Extract from the entries below, exactly as given, only the lines from the line containing "repository 89ac0c32ed3feedf" to the line containing "derivation, so for the", both lines included.

*** Opening of RECORDS TO PROCESS ***

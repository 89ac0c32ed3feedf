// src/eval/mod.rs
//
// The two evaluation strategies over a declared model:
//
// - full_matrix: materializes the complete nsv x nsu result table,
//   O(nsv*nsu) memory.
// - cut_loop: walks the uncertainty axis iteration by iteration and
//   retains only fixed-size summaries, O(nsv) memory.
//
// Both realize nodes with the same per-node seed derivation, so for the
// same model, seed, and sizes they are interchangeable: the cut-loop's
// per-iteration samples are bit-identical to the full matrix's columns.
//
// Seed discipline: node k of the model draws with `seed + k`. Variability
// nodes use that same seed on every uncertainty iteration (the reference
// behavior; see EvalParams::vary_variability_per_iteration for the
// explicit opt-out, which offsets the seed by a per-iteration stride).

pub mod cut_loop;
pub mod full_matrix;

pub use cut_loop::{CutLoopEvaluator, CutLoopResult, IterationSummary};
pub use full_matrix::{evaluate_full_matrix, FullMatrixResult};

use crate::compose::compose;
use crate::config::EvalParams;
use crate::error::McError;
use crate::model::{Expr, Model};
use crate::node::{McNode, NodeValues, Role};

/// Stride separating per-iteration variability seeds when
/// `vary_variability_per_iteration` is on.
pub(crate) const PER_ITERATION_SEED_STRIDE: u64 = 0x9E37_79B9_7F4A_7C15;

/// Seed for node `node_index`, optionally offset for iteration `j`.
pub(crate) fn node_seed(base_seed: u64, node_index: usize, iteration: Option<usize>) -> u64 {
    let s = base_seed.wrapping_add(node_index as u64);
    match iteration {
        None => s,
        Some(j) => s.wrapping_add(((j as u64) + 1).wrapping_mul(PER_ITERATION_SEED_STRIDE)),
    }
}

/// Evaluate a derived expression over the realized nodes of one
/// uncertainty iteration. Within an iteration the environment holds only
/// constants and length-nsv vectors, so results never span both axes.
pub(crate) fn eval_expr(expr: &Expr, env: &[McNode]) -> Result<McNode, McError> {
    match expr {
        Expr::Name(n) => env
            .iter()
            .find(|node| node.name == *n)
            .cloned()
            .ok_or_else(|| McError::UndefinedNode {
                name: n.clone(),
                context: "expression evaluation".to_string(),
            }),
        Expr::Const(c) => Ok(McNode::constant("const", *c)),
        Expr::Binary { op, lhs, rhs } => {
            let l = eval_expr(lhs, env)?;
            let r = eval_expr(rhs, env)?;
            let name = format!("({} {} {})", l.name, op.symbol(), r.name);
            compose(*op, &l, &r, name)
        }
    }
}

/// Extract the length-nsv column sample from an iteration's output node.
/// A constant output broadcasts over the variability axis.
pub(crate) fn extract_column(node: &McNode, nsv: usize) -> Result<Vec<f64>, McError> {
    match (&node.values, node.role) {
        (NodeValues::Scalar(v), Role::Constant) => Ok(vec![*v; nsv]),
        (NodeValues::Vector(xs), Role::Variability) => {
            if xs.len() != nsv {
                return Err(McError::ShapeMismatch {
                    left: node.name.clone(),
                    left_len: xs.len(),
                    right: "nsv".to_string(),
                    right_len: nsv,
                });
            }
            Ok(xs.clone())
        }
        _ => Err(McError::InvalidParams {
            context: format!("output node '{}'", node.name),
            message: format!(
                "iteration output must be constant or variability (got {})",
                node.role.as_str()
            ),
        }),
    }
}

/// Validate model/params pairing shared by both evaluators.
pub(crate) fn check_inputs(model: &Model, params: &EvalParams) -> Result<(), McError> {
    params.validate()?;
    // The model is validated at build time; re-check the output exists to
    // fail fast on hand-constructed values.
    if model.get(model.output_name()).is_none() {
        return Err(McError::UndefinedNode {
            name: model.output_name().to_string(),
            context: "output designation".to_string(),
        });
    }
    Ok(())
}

*** Close of RECORDS TO PROCESS ***
*** Opening of RECORDS TO PROCESS ***

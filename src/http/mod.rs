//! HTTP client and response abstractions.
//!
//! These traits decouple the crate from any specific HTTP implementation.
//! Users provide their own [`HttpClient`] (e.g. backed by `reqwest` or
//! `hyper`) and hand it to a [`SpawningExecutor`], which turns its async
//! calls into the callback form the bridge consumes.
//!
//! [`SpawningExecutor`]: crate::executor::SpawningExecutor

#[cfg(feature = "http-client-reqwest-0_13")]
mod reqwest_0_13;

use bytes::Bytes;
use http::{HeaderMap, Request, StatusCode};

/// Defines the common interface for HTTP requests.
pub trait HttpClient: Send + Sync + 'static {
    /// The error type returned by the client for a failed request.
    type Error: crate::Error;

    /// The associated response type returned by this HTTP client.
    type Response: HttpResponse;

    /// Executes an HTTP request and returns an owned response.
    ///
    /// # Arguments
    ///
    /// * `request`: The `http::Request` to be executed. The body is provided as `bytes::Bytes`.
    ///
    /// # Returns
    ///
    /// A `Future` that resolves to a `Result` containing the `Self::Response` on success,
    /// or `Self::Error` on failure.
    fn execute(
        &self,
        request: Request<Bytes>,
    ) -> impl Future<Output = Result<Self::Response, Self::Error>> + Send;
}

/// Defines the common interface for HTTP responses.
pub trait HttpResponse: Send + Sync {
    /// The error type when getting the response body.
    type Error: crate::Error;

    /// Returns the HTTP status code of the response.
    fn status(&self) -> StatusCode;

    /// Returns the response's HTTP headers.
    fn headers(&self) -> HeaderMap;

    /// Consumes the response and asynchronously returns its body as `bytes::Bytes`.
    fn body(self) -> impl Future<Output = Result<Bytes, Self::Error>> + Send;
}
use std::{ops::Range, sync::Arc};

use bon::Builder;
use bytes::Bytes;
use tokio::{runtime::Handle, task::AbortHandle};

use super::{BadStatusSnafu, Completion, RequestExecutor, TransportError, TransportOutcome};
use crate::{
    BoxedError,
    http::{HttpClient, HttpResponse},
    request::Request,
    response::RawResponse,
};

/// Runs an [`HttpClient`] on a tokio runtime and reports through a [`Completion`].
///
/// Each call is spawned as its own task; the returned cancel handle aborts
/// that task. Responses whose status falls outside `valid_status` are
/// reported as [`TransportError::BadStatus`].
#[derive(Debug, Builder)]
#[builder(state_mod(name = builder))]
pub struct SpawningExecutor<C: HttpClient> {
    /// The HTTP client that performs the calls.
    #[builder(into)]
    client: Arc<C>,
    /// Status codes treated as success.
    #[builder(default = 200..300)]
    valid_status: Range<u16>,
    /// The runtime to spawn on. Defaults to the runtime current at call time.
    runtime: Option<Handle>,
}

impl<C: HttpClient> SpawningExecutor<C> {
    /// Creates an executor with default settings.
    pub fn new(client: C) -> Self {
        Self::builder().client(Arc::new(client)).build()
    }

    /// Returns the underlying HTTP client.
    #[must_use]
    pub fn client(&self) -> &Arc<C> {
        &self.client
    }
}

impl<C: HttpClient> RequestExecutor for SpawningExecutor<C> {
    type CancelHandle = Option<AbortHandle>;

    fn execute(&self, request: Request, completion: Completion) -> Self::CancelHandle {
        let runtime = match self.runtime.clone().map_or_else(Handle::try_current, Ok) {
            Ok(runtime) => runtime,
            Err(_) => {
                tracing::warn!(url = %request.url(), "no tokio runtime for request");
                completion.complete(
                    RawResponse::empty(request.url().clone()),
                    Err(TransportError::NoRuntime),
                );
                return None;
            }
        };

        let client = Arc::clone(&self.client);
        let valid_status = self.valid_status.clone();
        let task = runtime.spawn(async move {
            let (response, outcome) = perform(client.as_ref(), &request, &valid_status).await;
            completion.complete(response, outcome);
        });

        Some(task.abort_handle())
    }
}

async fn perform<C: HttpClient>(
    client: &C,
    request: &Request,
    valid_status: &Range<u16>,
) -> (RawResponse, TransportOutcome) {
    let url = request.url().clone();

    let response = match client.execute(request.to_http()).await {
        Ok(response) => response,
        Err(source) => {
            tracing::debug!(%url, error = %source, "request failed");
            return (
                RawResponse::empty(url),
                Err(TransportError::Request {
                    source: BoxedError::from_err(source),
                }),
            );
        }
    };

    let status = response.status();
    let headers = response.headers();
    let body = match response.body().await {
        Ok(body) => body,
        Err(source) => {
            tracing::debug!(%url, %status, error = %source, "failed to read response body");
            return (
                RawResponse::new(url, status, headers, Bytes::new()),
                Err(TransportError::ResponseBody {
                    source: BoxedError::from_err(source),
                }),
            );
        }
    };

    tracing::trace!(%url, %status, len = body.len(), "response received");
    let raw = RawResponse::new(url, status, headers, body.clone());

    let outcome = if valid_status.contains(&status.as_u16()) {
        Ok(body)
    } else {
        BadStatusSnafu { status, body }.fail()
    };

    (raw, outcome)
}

*** Close of RECORDS TO PROCESS ***

◆ **ANSWER AREA**:
repository 89ac0c32ed3feedf
// src/eval/mod.rs
//
// The two evaluation strategies over a declared model:
//
// - full_matrix: materializes the complete nsv x nsu result table,
//   O(nsv*nsu) memory.
// - cut_loop: walks the uncertainty axis iteration by iteration and
//   retains only fixed-size summaries, O(nsv) memory.
//
// Both realize nodes with the same per-node seed derivation, so for the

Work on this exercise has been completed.